§ **Instructions for the task**: When a line contains the string "crate", it counts once; give the total of such lines in the entries below and nothing else.

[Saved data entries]

■ ■ ■ ■ ■ ■ ■

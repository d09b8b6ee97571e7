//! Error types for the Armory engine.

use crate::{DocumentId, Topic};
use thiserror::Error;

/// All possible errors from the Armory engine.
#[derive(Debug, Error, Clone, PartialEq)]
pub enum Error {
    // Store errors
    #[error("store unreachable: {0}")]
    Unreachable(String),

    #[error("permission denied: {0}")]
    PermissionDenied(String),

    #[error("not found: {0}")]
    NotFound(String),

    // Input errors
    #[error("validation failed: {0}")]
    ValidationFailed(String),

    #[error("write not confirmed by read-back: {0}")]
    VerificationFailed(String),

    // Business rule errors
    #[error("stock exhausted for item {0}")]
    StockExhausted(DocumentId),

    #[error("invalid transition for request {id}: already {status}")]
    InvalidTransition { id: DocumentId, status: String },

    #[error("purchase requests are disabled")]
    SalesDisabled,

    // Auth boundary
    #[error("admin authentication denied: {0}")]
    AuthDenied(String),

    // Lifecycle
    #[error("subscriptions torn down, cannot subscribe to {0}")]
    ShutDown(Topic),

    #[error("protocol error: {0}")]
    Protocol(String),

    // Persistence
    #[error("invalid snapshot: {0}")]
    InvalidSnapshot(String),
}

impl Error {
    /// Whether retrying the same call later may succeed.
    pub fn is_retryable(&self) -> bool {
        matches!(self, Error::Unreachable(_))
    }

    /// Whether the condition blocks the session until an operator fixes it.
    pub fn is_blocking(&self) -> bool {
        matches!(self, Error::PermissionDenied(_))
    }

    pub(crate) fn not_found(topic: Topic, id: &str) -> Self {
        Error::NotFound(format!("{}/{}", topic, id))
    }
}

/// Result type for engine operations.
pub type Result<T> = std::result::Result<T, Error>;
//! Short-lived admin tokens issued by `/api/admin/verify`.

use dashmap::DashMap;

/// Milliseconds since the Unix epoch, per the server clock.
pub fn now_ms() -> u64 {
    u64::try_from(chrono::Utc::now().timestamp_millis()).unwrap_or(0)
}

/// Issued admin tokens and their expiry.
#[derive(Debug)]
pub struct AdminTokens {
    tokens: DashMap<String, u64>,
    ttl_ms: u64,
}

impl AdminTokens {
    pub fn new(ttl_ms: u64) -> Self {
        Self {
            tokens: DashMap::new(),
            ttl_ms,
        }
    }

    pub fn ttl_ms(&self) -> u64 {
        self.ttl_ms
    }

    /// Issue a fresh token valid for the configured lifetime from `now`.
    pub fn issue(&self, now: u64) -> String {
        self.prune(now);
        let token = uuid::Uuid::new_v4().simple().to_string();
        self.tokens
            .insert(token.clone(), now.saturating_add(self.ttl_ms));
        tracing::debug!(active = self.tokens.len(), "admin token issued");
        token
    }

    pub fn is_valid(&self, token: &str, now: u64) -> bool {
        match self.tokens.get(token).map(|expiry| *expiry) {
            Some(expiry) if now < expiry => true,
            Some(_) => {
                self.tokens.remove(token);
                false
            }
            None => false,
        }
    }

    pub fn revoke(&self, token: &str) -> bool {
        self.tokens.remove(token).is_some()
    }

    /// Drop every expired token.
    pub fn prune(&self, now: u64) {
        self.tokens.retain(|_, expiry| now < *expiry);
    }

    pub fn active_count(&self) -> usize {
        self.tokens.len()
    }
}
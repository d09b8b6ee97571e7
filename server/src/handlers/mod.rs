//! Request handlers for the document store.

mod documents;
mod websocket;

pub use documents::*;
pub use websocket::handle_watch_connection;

■ ■ ■ ■ ■ ■ ■

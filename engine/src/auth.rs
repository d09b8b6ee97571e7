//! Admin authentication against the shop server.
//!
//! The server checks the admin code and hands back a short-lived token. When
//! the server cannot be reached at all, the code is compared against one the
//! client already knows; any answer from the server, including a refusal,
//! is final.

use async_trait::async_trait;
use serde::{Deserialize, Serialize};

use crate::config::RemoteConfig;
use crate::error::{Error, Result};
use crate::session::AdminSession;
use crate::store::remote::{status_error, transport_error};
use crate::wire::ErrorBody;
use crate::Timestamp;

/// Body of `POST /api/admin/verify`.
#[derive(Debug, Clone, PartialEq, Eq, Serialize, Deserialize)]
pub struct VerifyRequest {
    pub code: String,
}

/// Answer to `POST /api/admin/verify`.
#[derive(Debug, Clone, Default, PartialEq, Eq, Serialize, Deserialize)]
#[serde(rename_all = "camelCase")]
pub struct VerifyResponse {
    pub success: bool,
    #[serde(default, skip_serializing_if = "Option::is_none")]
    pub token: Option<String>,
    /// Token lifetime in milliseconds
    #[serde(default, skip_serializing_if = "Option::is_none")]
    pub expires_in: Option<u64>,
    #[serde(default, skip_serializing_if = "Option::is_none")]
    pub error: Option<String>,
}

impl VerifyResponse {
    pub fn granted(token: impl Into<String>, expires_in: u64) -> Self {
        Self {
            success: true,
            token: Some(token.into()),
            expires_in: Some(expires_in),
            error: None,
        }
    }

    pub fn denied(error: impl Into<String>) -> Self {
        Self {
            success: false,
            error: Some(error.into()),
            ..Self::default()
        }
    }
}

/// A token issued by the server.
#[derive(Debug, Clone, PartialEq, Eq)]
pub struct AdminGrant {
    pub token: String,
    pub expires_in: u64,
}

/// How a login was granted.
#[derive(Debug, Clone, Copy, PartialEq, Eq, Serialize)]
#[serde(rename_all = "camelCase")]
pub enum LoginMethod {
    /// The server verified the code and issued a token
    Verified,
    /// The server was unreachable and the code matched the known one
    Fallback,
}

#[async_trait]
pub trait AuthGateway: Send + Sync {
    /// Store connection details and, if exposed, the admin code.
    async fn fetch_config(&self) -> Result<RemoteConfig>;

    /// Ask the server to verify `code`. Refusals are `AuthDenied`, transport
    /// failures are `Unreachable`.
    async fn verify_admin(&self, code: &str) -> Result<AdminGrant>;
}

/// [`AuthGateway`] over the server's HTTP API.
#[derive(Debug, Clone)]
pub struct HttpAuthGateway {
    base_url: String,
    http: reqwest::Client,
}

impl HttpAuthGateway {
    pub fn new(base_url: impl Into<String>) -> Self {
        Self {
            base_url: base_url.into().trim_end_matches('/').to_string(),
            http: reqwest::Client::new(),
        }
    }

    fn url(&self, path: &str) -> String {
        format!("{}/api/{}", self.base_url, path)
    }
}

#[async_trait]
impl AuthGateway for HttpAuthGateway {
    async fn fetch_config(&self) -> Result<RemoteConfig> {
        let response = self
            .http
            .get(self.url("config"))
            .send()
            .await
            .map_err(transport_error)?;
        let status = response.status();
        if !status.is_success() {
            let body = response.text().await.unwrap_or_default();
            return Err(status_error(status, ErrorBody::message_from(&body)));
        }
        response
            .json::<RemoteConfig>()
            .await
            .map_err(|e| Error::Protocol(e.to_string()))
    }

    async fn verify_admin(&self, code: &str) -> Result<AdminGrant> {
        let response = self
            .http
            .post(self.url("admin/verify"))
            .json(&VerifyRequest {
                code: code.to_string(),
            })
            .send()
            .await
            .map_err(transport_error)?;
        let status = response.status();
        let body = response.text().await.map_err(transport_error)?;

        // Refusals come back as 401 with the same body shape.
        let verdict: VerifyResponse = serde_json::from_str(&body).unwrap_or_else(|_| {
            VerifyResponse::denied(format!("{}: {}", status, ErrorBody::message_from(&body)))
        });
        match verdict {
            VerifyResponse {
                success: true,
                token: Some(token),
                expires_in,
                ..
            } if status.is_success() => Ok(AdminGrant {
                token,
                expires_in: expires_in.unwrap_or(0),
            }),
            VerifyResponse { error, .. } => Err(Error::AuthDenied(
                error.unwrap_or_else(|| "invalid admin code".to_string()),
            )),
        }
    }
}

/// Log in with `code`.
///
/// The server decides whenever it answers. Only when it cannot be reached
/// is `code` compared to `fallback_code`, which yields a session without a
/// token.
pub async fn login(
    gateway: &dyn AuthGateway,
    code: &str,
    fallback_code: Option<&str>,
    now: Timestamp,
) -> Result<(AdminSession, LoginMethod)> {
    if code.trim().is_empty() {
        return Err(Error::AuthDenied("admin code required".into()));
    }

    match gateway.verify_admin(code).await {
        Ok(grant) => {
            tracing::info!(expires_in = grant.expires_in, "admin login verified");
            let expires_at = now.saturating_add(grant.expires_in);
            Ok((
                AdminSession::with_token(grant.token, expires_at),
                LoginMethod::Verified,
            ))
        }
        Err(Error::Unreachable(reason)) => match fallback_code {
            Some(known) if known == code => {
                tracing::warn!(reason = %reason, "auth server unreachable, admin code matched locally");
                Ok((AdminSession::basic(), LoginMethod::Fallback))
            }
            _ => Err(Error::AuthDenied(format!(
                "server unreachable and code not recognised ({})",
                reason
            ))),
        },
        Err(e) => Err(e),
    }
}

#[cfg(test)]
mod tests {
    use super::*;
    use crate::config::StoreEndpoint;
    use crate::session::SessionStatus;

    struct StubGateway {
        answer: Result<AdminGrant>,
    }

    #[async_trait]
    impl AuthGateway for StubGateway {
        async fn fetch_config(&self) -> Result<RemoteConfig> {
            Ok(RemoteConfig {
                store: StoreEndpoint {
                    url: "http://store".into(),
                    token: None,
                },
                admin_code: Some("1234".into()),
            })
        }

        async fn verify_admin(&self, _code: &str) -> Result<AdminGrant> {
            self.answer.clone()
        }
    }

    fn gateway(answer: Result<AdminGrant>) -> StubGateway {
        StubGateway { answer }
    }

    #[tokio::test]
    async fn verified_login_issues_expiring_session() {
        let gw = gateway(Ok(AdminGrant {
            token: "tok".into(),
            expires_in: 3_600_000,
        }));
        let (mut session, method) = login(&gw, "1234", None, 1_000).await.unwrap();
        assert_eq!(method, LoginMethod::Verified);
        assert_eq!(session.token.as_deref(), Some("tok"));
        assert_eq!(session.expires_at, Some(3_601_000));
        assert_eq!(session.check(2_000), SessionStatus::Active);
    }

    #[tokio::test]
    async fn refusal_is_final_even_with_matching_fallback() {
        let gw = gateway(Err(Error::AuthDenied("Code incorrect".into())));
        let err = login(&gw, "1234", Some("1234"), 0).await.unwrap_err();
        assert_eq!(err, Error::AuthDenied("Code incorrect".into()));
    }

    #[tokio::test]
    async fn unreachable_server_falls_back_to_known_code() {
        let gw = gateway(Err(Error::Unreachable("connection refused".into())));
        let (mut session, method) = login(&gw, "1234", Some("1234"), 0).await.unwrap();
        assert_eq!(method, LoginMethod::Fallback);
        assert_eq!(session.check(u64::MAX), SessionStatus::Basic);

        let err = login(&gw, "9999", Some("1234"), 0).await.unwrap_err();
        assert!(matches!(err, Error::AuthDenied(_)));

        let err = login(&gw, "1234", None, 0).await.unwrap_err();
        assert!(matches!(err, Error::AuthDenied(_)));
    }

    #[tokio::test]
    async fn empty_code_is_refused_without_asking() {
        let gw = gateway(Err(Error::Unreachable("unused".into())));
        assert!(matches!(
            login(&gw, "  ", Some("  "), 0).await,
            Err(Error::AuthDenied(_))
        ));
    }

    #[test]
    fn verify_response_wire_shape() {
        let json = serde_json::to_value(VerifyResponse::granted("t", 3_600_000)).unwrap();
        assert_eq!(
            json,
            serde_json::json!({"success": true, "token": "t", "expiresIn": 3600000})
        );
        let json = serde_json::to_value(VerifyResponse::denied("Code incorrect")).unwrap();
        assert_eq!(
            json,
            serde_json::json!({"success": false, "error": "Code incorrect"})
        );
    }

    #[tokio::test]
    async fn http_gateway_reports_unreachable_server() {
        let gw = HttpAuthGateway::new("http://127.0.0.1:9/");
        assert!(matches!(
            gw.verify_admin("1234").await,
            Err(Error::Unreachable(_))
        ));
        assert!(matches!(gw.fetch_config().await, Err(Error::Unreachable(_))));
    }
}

■ ■ ■ ■ ■ ■ ■

§ **Written answer**: 10